= Exercise objective =
Here are some records. Transcribe all of them exactly.

= Stored data =
::::::::::

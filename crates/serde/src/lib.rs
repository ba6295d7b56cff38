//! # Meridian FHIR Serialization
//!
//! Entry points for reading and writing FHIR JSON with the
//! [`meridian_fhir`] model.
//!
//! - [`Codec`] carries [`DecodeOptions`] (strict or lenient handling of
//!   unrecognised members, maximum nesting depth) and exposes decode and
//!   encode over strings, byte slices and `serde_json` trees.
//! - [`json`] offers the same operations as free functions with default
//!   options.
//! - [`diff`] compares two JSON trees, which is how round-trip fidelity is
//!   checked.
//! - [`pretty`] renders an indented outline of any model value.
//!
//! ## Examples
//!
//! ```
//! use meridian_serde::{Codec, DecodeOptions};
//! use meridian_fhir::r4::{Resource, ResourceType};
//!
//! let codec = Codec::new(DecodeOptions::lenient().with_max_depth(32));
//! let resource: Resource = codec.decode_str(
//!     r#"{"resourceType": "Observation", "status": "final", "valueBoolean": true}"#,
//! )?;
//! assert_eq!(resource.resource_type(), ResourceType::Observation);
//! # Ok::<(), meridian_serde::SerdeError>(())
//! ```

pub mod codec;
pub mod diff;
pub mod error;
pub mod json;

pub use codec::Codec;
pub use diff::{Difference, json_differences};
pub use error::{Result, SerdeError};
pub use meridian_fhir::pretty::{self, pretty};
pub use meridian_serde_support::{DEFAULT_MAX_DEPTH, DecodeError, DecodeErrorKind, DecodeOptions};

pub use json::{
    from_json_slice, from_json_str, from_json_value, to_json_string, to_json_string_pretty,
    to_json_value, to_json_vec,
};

::::::::::

= Result =
filename crates/serde/src/lib.rs
repository ba6295d7b56cff38
//! # Meridian FHIR Serialization
//!
//! Entry points for reading and writing FHIR JSON with the
//! [`meridian_fhir`] model.
//!
//! - [`Codec`] carries [`DecodeOptions`] (strict or lenient handling of
//!   unrecognised members, maximum nesting depth) and exposes decode and
//!   encode over strings, byte slices and `serde_json` trees.
//! - [`json`] offers the same operations as free functions with default
//!   options.
//! - [`diff`] compares two JSON trees, which is how round-trip fidelity is
//!   checked.
//! - [`pretty`] renders an indented outline of any model value.
//!
//! ## Examples
//!
//! ```
//! use meridian_serde::{Codec, DecodeOptions};
//! use meridian_fhir::r4::{Resource, ResourceType};
//!
//! let codec = Codec::new(DecodeOptions::lenient().with_max_depth(32));
//! let resource: Resource = codec.decode_str(
//!     r#"{"resourceType": "Observation", "status": "final", "valueBoolean": true}"#,
//! )?;
//! assert_eq!(resource.resource_type(), ResourceType::Observation);
//! # Ok::<(), meridian_serde::SerdeError>(())
//! ```

pub mod codec;
pub mod diff;
pub mod error;
pub mod json;

pub use codec::Codec;
pub use diff::{Difference, json_differences};
pub use error::{Result, SerdeError};
pub use meridian_fhir::pretty::{self, pretty};
pub use meridian_serde_support::{DEFAULT_MAX_DEPTH, DecodeError, DecodeErrorKind, DecodeOptions};

pub use json::{
    from_json_slice, from_json_str, from_json_value, to_json_string, to_json_string_pretty,
    to_json_value, to_json_vec,
};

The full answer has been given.